Exercise: In the records below, copy the line that contains "don't have any" and each line after it, word for word, through the last.

Source data:

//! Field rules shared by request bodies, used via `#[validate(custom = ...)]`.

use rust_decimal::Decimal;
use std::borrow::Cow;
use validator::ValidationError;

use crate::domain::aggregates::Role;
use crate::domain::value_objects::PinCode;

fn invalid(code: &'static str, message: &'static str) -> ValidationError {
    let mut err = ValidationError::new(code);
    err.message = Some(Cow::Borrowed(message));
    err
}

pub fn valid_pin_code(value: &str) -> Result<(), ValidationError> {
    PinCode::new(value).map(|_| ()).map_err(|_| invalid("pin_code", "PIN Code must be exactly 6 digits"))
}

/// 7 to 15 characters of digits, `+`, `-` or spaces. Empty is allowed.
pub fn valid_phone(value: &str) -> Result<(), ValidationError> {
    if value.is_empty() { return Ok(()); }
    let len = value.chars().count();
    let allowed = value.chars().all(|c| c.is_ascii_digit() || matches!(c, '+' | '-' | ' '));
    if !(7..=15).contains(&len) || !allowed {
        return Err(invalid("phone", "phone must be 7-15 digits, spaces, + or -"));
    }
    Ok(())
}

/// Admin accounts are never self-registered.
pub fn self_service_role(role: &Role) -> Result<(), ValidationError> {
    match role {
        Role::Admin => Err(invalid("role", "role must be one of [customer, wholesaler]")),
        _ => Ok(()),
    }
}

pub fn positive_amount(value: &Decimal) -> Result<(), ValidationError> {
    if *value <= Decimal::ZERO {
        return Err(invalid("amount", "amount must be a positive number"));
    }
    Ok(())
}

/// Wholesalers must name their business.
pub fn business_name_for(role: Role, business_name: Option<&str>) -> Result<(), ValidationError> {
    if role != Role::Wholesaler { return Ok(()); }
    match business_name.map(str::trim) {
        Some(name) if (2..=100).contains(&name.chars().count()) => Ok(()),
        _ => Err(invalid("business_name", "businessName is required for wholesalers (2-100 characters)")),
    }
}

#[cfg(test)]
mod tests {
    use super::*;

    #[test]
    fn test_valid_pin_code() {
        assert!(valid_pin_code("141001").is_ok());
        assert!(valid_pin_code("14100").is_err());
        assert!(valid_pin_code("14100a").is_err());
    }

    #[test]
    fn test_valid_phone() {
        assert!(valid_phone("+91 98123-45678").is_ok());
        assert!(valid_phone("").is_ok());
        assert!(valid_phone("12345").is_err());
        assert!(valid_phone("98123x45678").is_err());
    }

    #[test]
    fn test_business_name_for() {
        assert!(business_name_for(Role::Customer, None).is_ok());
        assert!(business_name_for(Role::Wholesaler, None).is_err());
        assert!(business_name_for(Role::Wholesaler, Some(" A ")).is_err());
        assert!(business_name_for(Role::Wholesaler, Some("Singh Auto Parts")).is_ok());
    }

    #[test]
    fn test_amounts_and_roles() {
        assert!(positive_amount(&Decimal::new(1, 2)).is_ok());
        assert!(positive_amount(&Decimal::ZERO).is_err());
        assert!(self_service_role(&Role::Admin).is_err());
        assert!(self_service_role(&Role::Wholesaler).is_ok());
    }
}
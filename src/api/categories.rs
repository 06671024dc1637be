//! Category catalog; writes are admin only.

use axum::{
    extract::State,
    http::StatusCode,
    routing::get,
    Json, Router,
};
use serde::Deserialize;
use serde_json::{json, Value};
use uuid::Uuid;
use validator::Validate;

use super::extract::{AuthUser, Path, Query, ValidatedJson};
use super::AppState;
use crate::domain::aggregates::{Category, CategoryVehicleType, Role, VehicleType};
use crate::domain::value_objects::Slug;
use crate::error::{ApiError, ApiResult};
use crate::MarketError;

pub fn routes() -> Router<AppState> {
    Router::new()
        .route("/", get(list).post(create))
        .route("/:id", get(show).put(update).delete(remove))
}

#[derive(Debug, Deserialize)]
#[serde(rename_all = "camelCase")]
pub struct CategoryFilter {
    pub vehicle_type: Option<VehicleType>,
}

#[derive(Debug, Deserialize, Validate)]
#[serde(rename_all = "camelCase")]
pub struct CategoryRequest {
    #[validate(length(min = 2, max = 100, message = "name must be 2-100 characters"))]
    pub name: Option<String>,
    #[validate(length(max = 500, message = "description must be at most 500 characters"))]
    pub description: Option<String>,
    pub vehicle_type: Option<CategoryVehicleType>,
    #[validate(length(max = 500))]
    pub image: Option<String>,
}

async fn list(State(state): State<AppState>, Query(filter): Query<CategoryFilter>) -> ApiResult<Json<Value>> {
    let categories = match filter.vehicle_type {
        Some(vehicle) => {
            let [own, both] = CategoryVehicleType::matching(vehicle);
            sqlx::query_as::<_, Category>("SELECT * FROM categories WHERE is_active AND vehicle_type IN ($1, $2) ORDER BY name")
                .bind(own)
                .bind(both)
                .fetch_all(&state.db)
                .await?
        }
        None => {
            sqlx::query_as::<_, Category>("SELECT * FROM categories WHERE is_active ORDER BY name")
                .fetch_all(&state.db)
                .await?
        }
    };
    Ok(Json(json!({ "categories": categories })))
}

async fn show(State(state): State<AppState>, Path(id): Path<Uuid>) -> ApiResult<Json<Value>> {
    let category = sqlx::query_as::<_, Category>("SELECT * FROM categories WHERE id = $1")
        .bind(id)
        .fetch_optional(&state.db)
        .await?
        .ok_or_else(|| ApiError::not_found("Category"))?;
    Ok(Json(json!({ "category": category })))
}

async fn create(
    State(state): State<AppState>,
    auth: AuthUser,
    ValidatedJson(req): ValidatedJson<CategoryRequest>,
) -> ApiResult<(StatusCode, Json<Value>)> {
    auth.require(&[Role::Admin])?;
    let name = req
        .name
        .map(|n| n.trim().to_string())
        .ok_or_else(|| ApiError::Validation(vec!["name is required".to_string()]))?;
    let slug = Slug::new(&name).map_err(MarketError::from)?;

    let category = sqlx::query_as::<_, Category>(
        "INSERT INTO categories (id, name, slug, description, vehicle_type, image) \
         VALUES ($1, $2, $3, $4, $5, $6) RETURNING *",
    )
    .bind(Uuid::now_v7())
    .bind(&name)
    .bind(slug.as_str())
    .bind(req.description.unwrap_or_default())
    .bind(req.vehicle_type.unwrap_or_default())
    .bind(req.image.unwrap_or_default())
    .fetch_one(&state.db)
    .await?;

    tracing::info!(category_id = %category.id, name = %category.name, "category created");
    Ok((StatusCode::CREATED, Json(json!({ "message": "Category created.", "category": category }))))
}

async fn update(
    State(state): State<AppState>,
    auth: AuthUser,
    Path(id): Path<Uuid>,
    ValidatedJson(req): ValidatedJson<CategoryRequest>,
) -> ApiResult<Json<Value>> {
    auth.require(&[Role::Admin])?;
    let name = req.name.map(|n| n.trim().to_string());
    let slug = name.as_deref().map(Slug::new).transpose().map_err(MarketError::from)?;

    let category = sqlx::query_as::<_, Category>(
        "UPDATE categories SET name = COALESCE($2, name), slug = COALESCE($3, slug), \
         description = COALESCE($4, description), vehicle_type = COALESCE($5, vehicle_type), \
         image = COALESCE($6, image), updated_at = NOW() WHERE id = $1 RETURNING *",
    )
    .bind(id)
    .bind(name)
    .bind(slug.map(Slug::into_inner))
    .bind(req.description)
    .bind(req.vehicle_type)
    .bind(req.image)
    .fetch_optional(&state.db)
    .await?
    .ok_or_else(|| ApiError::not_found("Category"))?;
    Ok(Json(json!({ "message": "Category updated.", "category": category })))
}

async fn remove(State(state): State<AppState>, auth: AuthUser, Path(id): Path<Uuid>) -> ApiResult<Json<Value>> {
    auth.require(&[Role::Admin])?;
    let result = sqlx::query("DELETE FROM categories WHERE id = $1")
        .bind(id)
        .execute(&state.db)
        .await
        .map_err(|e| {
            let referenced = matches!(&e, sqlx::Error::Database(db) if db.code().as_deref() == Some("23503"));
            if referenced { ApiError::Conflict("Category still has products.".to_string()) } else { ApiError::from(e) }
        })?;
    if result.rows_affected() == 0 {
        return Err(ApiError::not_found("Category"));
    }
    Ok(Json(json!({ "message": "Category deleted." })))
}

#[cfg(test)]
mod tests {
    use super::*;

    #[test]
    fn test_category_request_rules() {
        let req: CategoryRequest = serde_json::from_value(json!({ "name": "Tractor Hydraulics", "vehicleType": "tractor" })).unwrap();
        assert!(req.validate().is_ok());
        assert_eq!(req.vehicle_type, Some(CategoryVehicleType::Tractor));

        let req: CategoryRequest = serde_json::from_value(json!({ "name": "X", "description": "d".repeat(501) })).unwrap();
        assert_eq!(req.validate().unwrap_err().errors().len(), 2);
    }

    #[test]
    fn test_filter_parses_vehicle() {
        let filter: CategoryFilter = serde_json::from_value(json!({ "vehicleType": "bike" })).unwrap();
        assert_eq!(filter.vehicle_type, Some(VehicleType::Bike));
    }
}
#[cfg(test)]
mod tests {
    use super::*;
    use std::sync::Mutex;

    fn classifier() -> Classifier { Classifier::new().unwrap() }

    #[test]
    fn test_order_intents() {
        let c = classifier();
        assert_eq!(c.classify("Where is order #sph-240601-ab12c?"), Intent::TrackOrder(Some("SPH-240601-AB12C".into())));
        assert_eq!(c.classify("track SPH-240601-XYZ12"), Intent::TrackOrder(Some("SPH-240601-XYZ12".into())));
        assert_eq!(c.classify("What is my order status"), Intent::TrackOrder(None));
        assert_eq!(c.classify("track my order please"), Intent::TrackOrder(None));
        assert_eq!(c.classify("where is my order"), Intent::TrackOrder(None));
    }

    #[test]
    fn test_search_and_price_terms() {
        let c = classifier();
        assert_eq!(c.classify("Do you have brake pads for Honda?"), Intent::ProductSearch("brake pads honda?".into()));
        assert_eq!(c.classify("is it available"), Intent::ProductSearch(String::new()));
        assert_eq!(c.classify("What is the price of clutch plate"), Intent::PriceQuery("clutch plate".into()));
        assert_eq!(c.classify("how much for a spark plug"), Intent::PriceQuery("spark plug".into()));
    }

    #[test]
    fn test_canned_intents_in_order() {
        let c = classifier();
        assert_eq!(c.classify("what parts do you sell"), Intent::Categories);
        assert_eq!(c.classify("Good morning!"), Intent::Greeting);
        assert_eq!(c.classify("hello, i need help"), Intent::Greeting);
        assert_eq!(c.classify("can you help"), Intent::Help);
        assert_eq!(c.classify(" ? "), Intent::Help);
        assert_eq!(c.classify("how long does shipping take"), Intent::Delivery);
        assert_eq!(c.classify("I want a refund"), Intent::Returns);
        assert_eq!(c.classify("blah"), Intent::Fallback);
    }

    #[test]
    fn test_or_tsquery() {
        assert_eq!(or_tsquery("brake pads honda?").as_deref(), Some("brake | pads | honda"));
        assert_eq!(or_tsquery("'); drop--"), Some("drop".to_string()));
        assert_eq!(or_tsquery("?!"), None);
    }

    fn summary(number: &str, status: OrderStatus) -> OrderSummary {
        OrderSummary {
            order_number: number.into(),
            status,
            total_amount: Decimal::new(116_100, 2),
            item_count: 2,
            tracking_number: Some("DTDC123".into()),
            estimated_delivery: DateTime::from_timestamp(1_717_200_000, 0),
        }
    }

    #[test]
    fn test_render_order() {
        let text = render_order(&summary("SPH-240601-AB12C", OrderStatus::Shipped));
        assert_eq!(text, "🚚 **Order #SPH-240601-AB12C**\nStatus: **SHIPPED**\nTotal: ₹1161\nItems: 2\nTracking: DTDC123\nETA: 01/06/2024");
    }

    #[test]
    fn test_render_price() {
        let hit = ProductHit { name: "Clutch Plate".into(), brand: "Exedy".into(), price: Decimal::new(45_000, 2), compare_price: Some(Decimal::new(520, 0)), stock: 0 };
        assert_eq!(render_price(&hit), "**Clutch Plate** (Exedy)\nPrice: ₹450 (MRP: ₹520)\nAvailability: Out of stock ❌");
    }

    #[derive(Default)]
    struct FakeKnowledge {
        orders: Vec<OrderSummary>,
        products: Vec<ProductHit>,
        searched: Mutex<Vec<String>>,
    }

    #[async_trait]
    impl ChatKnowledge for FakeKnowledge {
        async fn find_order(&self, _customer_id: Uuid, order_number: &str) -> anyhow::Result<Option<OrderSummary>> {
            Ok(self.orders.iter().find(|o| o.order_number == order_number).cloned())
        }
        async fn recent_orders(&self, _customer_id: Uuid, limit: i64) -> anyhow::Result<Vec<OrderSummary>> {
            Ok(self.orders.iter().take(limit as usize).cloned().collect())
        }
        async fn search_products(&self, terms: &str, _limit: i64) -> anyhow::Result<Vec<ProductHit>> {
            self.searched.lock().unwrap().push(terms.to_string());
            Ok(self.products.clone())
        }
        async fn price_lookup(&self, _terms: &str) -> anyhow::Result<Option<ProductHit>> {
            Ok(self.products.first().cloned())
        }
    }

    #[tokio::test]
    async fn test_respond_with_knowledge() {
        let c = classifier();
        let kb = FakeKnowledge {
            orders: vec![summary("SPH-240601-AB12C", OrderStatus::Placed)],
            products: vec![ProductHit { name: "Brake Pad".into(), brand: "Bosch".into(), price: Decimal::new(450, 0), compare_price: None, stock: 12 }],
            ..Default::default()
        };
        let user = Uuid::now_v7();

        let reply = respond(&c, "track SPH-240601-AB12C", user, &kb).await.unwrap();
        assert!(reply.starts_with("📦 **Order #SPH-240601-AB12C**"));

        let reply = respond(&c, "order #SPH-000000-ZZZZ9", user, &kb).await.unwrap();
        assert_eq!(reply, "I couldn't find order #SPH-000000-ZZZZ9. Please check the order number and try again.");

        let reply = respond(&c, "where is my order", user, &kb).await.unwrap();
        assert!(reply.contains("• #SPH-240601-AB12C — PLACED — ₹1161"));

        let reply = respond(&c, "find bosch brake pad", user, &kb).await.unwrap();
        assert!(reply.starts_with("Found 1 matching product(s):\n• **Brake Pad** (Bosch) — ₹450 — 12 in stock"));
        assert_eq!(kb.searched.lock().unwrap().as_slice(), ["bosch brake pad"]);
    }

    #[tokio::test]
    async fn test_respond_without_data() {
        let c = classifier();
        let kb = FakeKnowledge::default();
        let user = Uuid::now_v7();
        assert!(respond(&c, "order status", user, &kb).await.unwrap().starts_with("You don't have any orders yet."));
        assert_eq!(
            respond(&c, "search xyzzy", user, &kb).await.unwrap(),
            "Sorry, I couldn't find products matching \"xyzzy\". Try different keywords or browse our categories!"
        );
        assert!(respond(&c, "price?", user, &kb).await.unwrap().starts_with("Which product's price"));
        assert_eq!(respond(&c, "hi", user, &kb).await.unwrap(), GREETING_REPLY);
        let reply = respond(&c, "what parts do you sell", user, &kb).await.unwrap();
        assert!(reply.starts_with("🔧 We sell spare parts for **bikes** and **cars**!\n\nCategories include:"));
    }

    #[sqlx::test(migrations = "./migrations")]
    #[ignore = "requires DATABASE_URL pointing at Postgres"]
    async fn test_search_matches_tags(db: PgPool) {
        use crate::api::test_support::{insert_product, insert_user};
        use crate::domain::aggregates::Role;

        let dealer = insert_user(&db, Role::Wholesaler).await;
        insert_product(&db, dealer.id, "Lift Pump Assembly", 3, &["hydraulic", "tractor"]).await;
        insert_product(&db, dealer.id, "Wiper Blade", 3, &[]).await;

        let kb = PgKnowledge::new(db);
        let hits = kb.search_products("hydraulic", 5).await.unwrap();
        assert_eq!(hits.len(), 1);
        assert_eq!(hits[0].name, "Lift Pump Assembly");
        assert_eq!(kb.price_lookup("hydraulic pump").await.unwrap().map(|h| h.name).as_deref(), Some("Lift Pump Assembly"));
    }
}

Result of this exercise:
        assert!(respond(&c, "order status", user, &kb).await.unwrap().starts_with("You don't have any orders yet."));
        assert_eq!(
            respond(&c, "search xyzzy", user, &kb).await.unwrap(),
            "Sorry, I couldn't find products matching \"xyzzy\". Try different keywords or browse our categories!"
        );
        assert!(respond(&c, "price?", user, &kb).await.unwrap().starts_with("Which product's price"));
        assert_eq!(respond(&c, "hi", user, &kb).await.unwrap(), GREETING_REPLY);
        let reply = respond(&c, "what parts do you sell", user, &kb).await.unwrap();
        assert!(reply.starts_with("🔧 We sell spare parts for **bikes** and **cars**!\n\nCategories include:"));
    }

    #[sqlx::test(migrations = "./migrations")]
    #[ignore = "requires DATABASE_URL pointing at Postgres"]
    async fn test_search_matches_tags(db: PgPool) {
        use crate::api::test_support::{insert_product, insert_user};
        use crate::domain::aggregates::Role;

        let dealer = insert_user(&db, Role::Wholesaler).await;
        insert_product(&db, dealer.id, "Lift Pump Assembly", 3, &["hydraulic", "tractor"]).await;
        insert_product(&db, dealer.id, "Wiper Blade", 3, &[]).await;

        let kb = PgKnowledge::new(db);
        let hits = kb.search_products("hydraulic", 5).await.unwrap();
        assert_eq!(hits.len(), 1);
        assert_eq!(hits[0].name, "Lift Pump Assembly");
        assert_eq!(kb.price_lookup("hydraulic pump").await.unwrap().map(|h| h.name).as_deref(), Some("Lift Pump Assembly"));
    }
}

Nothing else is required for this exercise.